Copy, in full, each line of the material that holds the word "Send".

┌─ SUPPLIED INFORMATION

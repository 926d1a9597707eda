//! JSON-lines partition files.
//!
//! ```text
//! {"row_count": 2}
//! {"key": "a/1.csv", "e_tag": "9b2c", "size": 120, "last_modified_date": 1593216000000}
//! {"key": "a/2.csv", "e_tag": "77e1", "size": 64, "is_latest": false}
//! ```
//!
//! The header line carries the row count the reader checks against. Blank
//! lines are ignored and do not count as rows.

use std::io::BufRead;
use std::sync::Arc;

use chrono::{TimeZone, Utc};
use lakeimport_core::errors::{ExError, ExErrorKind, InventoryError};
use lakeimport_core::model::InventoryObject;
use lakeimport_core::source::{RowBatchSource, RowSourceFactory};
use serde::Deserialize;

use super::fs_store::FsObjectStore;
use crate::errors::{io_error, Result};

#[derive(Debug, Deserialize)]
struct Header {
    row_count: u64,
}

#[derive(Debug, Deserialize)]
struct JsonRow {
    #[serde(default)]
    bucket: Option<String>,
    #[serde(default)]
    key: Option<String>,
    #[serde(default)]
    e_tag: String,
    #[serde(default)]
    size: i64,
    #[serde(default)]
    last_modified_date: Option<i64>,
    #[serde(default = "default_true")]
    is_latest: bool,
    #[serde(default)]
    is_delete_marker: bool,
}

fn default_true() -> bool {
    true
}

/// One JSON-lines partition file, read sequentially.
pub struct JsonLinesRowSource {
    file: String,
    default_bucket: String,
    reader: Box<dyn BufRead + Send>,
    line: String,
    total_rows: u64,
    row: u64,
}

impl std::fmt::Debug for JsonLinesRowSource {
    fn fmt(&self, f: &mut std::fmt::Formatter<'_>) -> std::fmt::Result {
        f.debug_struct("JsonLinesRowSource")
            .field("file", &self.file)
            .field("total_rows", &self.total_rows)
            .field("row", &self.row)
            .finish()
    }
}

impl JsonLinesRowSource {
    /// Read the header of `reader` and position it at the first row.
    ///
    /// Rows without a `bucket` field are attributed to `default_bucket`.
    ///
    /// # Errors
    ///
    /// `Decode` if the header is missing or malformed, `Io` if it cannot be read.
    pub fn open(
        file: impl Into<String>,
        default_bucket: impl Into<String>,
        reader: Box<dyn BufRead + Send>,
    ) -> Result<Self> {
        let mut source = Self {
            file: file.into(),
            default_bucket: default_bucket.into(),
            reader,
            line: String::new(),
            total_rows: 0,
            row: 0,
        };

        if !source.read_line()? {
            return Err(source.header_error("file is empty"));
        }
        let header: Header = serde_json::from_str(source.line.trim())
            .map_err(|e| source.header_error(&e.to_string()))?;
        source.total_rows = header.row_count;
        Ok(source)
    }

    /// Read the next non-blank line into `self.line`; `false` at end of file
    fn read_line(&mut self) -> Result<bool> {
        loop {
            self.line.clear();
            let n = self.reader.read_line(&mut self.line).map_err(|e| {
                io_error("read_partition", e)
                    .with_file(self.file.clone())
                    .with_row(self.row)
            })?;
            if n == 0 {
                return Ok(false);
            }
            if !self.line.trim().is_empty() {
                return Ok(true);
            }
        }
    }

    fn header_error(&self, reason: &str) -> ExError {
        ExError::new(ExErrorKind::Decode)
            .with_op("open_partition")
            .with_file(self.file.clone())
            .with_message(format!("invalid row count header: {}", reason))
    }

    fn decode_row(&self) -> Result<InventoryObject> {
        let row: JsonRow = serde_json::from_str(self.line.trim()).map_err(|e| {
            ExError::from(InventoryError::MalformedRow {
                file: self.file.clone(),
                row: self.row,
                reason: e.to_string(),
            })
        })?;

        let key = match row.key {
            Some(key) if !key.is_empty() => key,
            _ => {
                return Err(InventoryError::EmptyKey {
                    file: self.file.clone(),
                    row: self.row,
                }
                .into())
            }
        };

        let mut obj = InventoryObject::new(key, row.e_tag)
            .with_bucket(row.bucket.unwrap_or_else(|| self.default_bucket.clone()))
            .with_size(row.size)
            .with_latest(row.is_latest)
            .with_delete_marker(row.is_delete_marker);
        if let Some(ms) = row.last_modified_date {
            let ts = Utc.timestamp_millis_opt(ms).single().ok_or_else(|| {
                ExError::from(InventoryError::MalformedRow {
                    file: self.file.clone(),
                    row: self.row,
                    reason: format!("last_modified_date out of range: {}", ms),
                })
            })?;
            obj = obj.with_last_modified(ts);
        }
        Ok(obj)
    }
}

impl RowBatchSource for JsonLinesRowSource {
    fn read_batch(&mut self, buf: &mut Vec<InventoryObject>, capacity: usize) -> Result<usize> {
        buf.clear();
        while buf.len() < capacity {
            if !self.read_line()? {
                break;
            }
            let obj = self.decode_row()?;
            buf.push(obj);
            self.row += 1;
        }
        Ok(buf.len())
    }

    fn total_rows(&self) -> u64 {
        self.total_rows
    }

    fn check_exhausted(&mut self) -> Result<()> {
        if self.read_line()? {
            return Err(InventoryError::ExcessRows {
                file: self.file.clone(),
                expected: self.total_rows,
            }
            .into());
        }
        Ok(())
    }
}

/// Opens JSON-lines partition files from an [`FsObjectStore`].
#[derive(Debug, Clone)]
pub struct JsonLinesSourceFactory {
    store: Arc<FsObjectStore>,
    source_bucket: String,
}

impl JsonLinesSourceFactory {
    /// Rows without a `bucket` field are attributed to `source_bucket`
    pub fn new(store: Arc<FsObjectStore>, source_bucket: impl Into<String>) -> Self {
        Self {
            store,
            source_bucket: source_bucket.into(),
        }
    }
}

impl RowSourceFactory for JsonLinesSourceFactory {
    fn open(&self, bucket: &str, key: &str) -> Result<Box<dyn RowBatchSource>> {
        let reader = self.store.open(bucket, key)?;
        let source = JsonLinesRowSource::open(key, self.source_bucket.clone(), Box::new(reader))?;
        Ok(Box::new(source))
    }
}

└─
┌─ SUPPLIED INFORMATION

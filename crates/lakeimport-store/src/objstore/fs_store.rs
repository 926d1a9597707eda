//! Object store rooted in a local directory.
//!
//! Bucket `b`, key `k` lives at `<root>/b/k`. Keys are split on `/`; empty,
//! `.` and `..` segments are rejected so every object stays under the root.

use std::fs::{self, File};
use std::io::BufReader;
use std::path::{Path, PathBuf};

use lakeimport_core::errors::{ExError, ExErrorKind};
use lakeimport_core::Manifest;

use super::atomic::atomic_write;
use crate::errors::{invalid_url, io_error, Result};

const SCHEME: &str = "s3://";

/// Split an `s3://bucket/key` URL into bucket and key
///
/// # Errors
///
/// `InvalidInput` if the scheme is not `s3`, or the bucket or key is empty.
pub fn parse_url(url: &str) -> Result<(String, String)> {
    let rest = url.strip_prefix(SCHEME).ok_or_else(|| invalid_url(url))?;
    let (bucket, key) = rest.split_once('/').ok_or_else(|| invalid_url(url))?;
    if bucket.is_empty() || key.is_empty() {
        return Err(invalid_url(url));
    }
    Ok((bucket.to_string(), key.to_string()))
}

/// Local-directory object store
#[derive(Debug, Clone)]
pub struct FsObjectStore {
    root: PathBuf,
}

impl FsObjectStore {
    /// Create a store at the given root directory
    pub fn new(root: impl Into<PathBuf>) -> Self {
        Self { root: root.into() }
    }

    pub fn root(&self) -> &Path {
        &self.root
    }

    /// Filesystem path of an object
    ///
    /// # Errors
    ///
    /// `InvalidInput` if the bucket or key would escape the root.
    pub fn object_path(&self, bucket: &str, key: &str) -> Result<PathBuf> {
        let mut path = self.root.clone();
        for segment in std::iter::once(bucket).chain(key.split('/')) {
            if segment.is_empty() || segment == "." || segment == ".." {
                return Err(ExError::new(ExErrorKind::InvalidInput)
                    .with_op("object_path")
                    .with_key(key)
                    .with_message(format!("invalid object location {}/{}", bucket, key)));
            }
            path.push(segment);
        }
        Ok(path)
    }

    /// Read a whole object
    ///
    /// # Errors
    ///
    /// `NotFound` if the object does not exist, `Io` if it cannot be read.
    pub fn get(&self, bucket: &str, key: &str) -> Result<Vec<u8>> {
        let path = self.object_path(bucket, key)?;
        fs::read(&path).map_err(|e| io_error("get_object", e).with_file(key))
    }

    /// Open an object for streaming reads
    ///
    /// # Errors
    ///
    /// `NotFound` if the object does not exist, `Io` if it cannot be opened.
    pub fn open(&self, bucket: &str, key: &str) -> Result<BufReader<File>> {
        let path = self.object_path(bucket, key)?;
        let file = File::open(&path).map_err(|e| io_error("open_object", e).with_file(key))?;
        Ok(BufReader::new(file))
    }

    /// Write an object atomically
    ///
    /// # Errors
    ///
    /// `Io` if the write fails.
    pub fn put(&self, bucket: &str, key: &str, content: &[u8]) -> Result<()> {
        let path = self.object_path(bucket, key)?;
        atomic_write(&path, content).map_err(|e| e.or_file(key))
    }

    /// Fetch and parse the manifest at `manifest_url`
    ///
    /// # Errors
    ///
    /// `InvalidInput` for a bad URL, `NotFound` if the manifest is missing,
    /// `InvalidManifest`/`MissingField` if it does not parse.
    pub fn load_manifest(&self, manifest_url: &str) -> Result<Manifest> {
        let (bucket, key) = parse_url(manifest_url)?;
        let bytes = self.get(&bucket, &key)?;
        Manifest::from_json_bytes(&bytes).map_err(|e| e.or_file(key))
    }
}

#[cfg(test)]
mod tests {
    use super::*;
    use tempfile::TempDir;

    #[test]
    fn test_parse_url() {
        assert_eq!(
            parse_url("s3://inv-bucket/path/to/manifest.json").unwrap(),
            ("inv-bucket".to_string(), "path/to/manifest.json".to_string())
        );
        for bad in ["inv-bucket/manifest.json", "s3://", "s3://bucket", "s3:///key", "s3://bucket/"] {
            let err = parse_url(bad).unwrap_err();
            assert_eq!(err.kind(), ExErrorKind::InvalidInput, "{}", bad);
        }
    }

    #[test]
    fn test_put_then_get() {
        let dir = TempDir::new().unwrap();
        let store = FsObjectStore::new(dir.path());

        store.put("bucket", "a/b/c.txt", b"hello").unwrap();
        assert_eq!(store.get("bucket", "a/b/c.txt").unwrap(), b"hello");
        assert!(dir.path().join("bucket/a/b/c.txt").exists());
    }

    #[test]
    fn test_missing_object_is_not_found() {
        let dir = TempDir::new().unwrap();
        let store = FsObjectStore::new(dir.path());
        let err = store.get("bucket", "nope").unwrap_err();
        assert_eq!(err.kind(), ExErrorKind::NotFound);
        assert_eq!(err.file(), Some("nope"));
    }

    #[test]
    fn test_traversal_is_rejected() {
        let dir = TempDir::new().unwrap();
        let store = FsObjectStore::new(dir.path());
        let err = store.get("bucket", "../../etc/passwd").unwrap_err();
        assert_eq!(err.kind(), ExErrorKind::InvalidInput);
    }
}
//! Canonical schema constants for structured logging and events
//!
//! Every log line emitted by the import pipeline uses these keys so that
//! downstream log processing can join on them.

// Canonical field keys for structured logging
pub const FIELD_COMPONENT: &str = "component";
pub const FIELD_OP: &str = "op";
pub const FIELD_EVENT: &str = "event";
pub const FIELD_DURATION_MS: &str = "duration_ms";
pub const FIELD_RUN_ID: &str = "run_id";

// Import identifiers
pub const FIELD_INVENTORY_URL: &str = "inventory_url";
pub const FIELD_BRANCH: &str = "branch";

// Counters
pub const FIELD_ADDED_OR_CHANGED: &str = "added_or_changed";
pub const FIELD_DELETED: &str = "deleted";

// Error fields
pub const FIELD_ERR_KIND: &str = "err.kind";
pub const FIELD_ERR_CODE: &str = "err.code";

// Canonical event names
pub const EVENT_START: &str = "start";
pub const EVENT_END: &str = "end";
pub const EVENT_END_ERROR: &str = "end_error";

└─

WRITTEN ANSWER
    reader: Box<dyn BufRead + Send>,
        reader: Box<dyn BufRead + Send>,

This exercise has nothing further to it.